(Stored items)
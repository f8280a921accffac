// Copyright (c) 2022 Huawei Technologies Co.,Ltd. All rights reserved.
//
// sysMaster is licensed under Mulan PSL v2.
// You can use this software according to the terms and conditions of the Mulan
// PSL v2.
// You may obtain a copy of Mulan PSL v2 at:
//         http://license.coscl.org.cn/MulanPSL2
// THIS SOFTWARE IS PROVIDED ON AN "AS IS" BASIS, WITHOUT WARRANTIES OF ANY
// KIND, EITHER EXPRESS OR IMPLIED, INCLUDING BUT NOT LIMITED TO
// NON-INFRINGEMENT, MERCHANTABILITY OR FIT FOR A PARTICULAR PURPOSE.
// See the Mulan PSL v2 for more details.
//! Error define, each crate defines its own error.rs.
//! Within svcore only this Error is used, errors from the helper crates
//! and from nix are wrapped into it.

pub use nix::errno::Errno;
use snafu::prelude::*;
#[allow(unused_imports)]
pub use snafu::ResultExt;
use std::path::PathBuf;

/// svcore Error
#[allow(missing_docs)]
#[derive(Debug, Snafu)]
#[snafu(visibility(pub))]
#[non_exhaustive]
pub enum Error {
    #[snafu(display("service '{}' is already registered", name))]
    DuplicateName { name: String },

    #[snafu(display("service '{}' not found", name))]
    NotFound { name: String },

    #[snafu(display("too many {} (limit {})", what, limit))]
    CapacityExceeded { what: &'static str, limit: usize },

    #[snafu(display("Invalid: '{}'.", what))]
    Invalid { what: String },

    #[snafu(display("'{}' is missing or not executable", path.display()))]
    NotExecutable { path: PathBuf },

    #[snafu(display("failed to spawn '{}': {}", name, source))]
    Spawn { name: String, source: nix::Error },

    #[snafu(display("NulError: '{}'", source))]
    NulError { source: std::ffi::NulError },

    #[snafu(display("Confique error: {}", source))]
    Confique { source: confique::Error },

    #[snafu(display("UtilError(svcore): {}", source))]
    Util { source: basic::Error },

    #[snafu(display("NixError(svcore): {}", source))]
    Nix { source: nix::Error },
}

/// Convert to the standard linux error code
impl From<Error> for nix::Error {
    fn from(e: Error) -> Self {
        match e {
            Error::DuplicateName { .. } => nix::Error::EEXIST,
            Error::NotFound { .. } => nix::Error::ENOENT,
            Error::CapacityExceeded { .. } => nix::Error::ENOSPC,
            Error::Invalid { .. } => nix::Error::EINVAL,
            Error::NotExecutable { .. } => nix::Error::ENOEXEC,
            Error::Spawn { source, .. } => source,
            Error::NulError { .. } => nix::Error::EINVAL,
            Error::Confique { .. } => nix::Error::EINVAL,
            Error::Util { source } => nix::Error::from_i32(source.get_errno()),
            Error::Nix { source } => source,
        }
    }
}

impl From<basic::Error> for Error {
    fn from(e: basic::Error) -> Error {
        Error::Util { source: e }
    }
}

/// svcore Result
pub type Result<T, E = Error> = std::result::Result<T, E>;

#[cfg(test)]
mod tests {
    use super::*;

    #[test]
    fn test_errno_conversion() {
        let e: nix::Error = Error::NotFound {
            name: "sshd".to_string(),
        }
        .into();
        assert_eq!(e, Errno::ENOENT);

        let e: nix::Error = Error::Util {
            source: basic::Error::Nix {
                source: Errno::EPERM,
            },
        }
        .into();
        assert_eq!(e, Errno::EPERM);

        let e: nix::Error = Error::Util {
            source: basic::Error::Io {
                source: std::io::Error::from_raw_os_error(libc::EADDRINUSE),
            },
        }
        .into();
        assert_eq!(e, Errno::EADDRINUSE);

        let e = Error::CapacityExceeded {
            what: "dependencies",
            limit: 16,
        };
        assert_eq!(e.to_string(), "too many dependencies (limit 16)");
    }
}
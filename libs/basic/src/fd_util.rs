// Copyright (c) 2022 Huawei Technologies Co.,Ltd. All rights reserved.
//
// sysMaster is licensed under Mulan PSL v2.
// You can use this software according to the terms and conditions of the Mulan
// PSL v2.
// You may obtain a copy of Mulan PSL v2 at:
//         http://license.coscl.org.cn/MulanPSL2
// THIS SOFTWARE IS PROVIDED ON AN "AS IS" BASIS, WITHOUT WARRANTIES OF ANY
// KIND, EITHER EXPRESS OR IMPLIED, INCLUDING BUT NOT LIMITED TO
// NON-INFRINGEMENT, MERCHANTABILITY OR FIT FOR A PARTICULAR PURPOSE.
// See the Mulan PSL v2 for more details.

//!
use crate::error::*;
use nix::fcntl::{FcntlArg, FdFlag, OFlag};
use std::os::unix::prelude::RawFd;

///
pub fn fd_nonblock(fd: RawFd, nonblock: bool) -> Result<()> {
    assert!(fd >= 0);

    let flags = nix::fcntl::fcntl(fd, FcntlArg::F_GETFL).context(NixSnafu)?;
    let fd_flag = OFlag::from_bits_truncate(flags);

    let nflag = match nonblock {
        true => fd_flag | OFlag::O_NONBLOCK,
        false => fd_flag & !OFlag::O_NONBLOCK,
    };

    if nflag == fd_flag {
        return Ok(());
    }

    nix::fcntl::fcntl(fd, FcntlArg::F_SETFL(nflag)).context(NixSnafu)?;

    Ok(())
}

///
pub fn fd_is_cloexec(fd: RawFd) -> bool {
    assert!(fd >= 0);

    let flags = nix::fcntl::fcntl(fd, FcntlArg::F_GETFD).unwrap_or(0);
    FdFlag::from_bits_truncate(flags).contains(FdFlag::FD_CLOEXEC)
}

///
pub fn fd_is_nonblock(fd: RawFd) -> bool {
    assert!(fd >= 0);

    let flags = nix::fcntl::fcntl(fd, FcntlArg::F_GETFL).unwrap_or(0);
    OFlag::from_bits_truncate(flags).contains(OFlag::O_NONBLOCK)
}

///
pub fn close(fd: RawFd) {
    if let Err(e) = nix::unistd::close(fd) {
        log::warn!("close fd {} failed, errno: {}", fd, e);
    }
}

What to do:
Find how many lines of the records hold the string "EADDRINUSE", then give that number by itself.

Written response:
2